Viruses can attack your Mac at any time, so it is important to be well prepared. Here are some of the most commonly observed symptoms that indicate a possible virus attack:
- Frequent pop-up windows
If you keep noticing pop-up windows or ads showing up more often than normal, chances are your Mac is infected. Many of these pop-ups invite you to click on links or go to suspicious sites or even encourage you to download fake antivirus programs.
- Unusually slow performance
If your Mac had been working fine all along but suddenly became slow and sluggish, it might be likely that it has a virus.

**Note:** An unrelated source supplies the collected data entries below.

//! Two-level snapshot cache: one document snapshot plus per-page snapshots.

use std::collections::HashMap;
use std::sync::Arc;

use tracing::debug;

use super::SnapshotSource;
use crate::error::PdfDancerResult;
use crate::models::{DocumentSnapshot, PageSnapshot};

/// State of the document-level slot. `Invalidated` reads like `Vacant`
/// but records that a mutation cleared it.
#[derive(Debug, Clone, Default)]
enum CacheSlot {
    #[default]
    Vacant,
    Cached(Arc<DocumentSnapshot>),
    Invalidated,
}

/// Snapshot cache scoped to one session.
///
/// Only the cache itself (on fetch) and [`SnapshotCache::invalidate`] write
/// the slots. Snapshots are shared behind `Arc`, so a page extracted from the
/// cached document is the very allocation the document holds.
#[derive(Debug, Default)]
pub struct SnapshotCache {
    document: CacheSlot,
    pages: HashMap<usize, Arc<PageSnapshot>>,
}

impl SnapshotCache {
    pub fn new() -> Self {
        Self::default()
    }

    /// Cached document snapshot, without fetching
    pub fn document(&self) -> Option<&Arc<DocumentSnapshot>> {
        match &self.document {
            CacheSlot::Cached(document) => Some(document),
            CacheSlot::Vacant | CacheSlot::Invalidated => None,
        }
    }

    /// Cached page snapshot, without fetching
    pub fn page(&self, page_index: usize) -> Option<&Arc<PageSnapshot>> {
        self.pages.get(&page_index)
    }

    pub fn is_empty(&self) -> bool {
        self.document().is_none() && self.pages.is_empty()
    }

    /// Return the cached document, fetching it on a miss.
    ///
    /// A fresh fetch also fills page slots that are still empty; pages that
    /// are already cached are kept.
    pub async fn get_or_fetch_document<S: SnapshotSource>(
        &mut self,
        source: &S,
    ) -> PdfDancerResult<Arc<DocumentSnapshot>> {
        if let CacheSlot::Cached(document) = &self.document {
            debug!("Document snapshot cache hit");
            return Ok(Arc::clone(document));
        }

        debug!(
            invalidated = matches!(self.document, CacheSlot::Invalidated),
            "Document snapshot cache miss"
        );
        let document = Arc::new(source.fetch_document(&[]).await?);
        for (index, page) in document.pages.iter().enumerate() {
            self.pages.entry(index).or_insert_with(|| Arc::clone(page));
        }
        self.document = CacheSlot::Cached(Arc::clone(&document));
        Ok(document)
    }

    /// Return one page, preferring the page slot, then the cached document,
    /// then a dedicated page fetch.
    pub async fn get_or_fetch_page<S: SnapshotSource>(
        &mut self,
        source: &S,
        page_index: usize,
    ) -> PdfDancerResult<Arc<PageSnapshot>> {
        if let Some(page) = self.pages.get(&page_index) {
            debug!(page = page_index, "Page snapshot cache hit");
            return Ok(Arc::clone(page));
        }

        if let Some(page) = self
            .document()
            .and_then(|document| document.page(page_index))
            .cloned()
        {
            debug!(page = page_index, "Page snapshot taken from cached document");
            self.pages.insert(page_index, Arc::clone(&page));
            return Ok(page);
        }

        debug!(page = page_index, "Page snapshot cache miss");
        let page = Arc::new(source.fetch_page(page_index, &[]).await?);
        self.pages.insert(page_index, Arc::clone(&page));
        Ok(page)
    }

    /// Drop every cached snapshot
    pub fn invalidate(&mut self) {
        debug!(
            had_document = self.document().is_some(),
            pages = self.pages.len(),
            "Invalidating snapshot cache"
        );
        self.document = CacheSlot::Invalidated;
        self.pages.clear();
    }
}

#[cfg(test)]
mod tests {
    use super::*;
    use crate::error::PdfDancerError;
    use crate::models::{ObjectRef, ObjectType, PageRef, Position, SnapshotElement};
    use std::sync::atomic::{AtomicUsize, Ordering};

    fn page(index: usize, element_id: &str) -> PageSnapshot {
        PageSnapshot {
            page_ref: PageRef {
                object_ref: ObjectRef::new(
                    format!("PAGE-{}", index),
                    Position::at_page(index),
                    ObjectType::Page,
                ),
                page_size: None,
                orientation: None,
            },
            elements: vec![SnapshotElement::Object(ObjectRef::new(
                element_id,
                Position::at_page(index),
                ObjectType::Image,
            ))],
        }
    }

    #[derive(Default)]
    struct CountingSource {
        page_count: usize,
        document_fetches: AtomicUsize,
        page_fetches: AtomicUsize,
        fail: bool,
    }

    impl CountingSource {
        fn with_pages(page_count: usize) -> Self {
            Self {
                page_count,
                ..Default::default()
            }
        }
    }

    impl SnapshotSource for CountingSource {
        async fn fetch_document(&self, _types: &[ObjectType]) -> PdfDancerResult<DocumentSnapshot> {
            let generation = self.document_fetches.fetch_add(1, Ordering::SeqCst);
            if self.fail {
                return Err(PdfDancerError::Http {
                    status: 500,
                    message: "down".to_string(),
                });
            }
            Ok(DocumentSnapshot {
                page_count: self.page_count,
                fonts: Vec::new(),
                pages: (0..self.page_count)
                    .map(|i| Arc::new(page(i, &format!("doc-{}-{}", generation, i))))
                    .collect(),
            })
        }

        async fn fetch_page(&self, page_index: usize, _types: &[ObjectType]) -> PdfDancerResult<PageSnapshot> {
            let generation = self.page_fetches.fetch_add(1, Ordering::SeqCst);
            Ok(page(page_index, &format!("page-{}-{}", generation, page_index)))
        }
    }

    #[test]
    fn test_document_fetched_once() {
        let source = CountingSource::with_pages(2);
        let mut cache = SnapshotCache::new();

        let first = tokio_test::block_on(cache.get_or_fetch_document(&source)).unwrap();
        let second = tokio_test::block_on(cache.get_or_fetch_document(&source)).unwrap();

        assert!(Arc::ptr_eq(&first, &second));
        assert_eq!(source.document_fetches.load(Ordering::SeqCst), 1);
    }

    #[test]
    fn test_page_served_from_cached_document() {
        let source = CountingSource::with_pages(3);
        let mut cache = SnapshotCache::new();

        let document = tokio_test::block_on(cache.get_or_fetch_document(&source)).unwrap();
        let page = tokio_test::block_on(cache.get_or_fetch_page(&source, 2)).unwrap();

        assert!(Arc::ptr_eq(&page, &document.pages[2]));
        assert_eq!(source.page_fetches.load(Ordering::SeqCst), 0);
    }

    #[test]
    fn test_out_of_range_page_is_fetched() {
        let source = CountingSource::with_pages(1);
        let mut cache = SnapshotCache::new();

        tokio_test::block_on(cache.get_or_fetch_document(&source)).unwrap();
        let page = tokio_test::block_on(cache.get_or_fetch_page(&source, 5)).unwrap();

        assert_eq!(page.page_index(), Some(5));
        assert_eq!(source.page_fetches.load(Ordering::SeqCst), 1);
        tokio_test::block_on(cache.get_or_fetch_page(&source, 5)).unwrap();
        assert_eq!(source.page_fetches.load(Ordering::SeqCst), 1);
    }

    #[test]
    fn test_document_fetch_keeps_existing_pages() {
        let source = CountingSource::with_pages(2);
        let mut cache = SnapshotCache::new();

        let early = tokio_test::block_on(cache.get_or_fetch_page(&source, 1)).unwrap();
        let document = tokio_test::block_on(cache.get_or_fetch_document(&source)).unwrap();

        let cached = cache.page(1).unwrap();
        assert!(Arc::ptr_eq(cached, &early));
        assert!(!Arc::ptr_eq(cached, &document.pages[1]));
        assert!(Arc::ptr_eq(cache.page(0).unwrap(), &document.pages[0]));
    }

    #[test]
    fn test_invalidate_forces_refetch() {
        let source = CountingSource::with_pages(1);
        let mut cache = SnapshotCache::new();

        let before = tokio_test::block_on(cache.get_or_fetch_page(&source, 0)).unwrap();
        tokio_test::block_on(cache.get_or_fetch_document(&source)).unwrap();
        cache.invalidate();
        assert!(cache.is_empty());

        let after = tokio_test::block_on(cache.get_or_fetch_page(&source, 0)).unwrap();
        assert!(!Arc::ptr_eq(&before, &after));
        assert_eq!(source.page_fetches.load(Ordering::SeqCst), 2);

        tokio_test::block_on(cache.get_or_fetch_document(&source)).unwrap();
        assert_eq!(source.document_fetches.load(Ordering::SeqCst), 2);
    }

    #[test]
    fn test_failed_fetch_leaves_cache_empty() {
        let source = CountingSource {
            fail: true,
            ..CountingSource::with_pages(1)
        };
        let mut cache = SnapshotCache::new();

        assert!(tokio_test::block_on(cache.get_or_fetch_document(&source)).is_err());
        assert!(cache.is_empty());
    }
}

- Unknown or unrecognized programs
If you notice programs or applications on your Mac that you had previously never seen or installed, it might be a malicious program or virus.
- Redirections on your browser
If your web browser is taking you to or attempting to take you to websites that you never intended to go to, or if it redirects your search traffic through different search engines, chances are your Mac is infected.
- Personal files showing as encrypted
If you start receiving messages that your files are encrypted, it is a sign that your Mac could quite likely have been infected by ransomware.
Stay informed and updated about the latest threats to your Mac
Here are some of the latest threats to your Mac that you need to know about:
A malicious software that has been known to infect PCs for a long time, GravityRAT has now evolved to a more dangerous form that allows it to bypass the inbuilt protection that Macs have by using stolen developer signatures.
It is a ransomware that attacks and steals your personal files, passwords and can even log your keystrokes on your Mac in order to steal personal information of all kinds. ThiefQuest is difficult to detect.
XCSSET is an app that is known to target Mac developers. However, other users may also come across it if it is hidden inside an open source application. This program has the capability to take over your browser and steal your personal as well as financial information.
It is known to appear in the search results on Google disguised as a Flash player, which then directs users to install it through prompts. It can bypass the inbuilt security of Macs and it installs a hidden app which allows its creators to send more malware or adware to your Mac.
Should you get an antivirus for your Mac?
Even though Apple has made it such that your Mac is remarkably safe and secure, it is always safer to have antivirus software installed for abundant precaution. Most antivirus programs today have a version of their product for Macs, and by having it installed, you can make sure your Mac is thoroughly protected.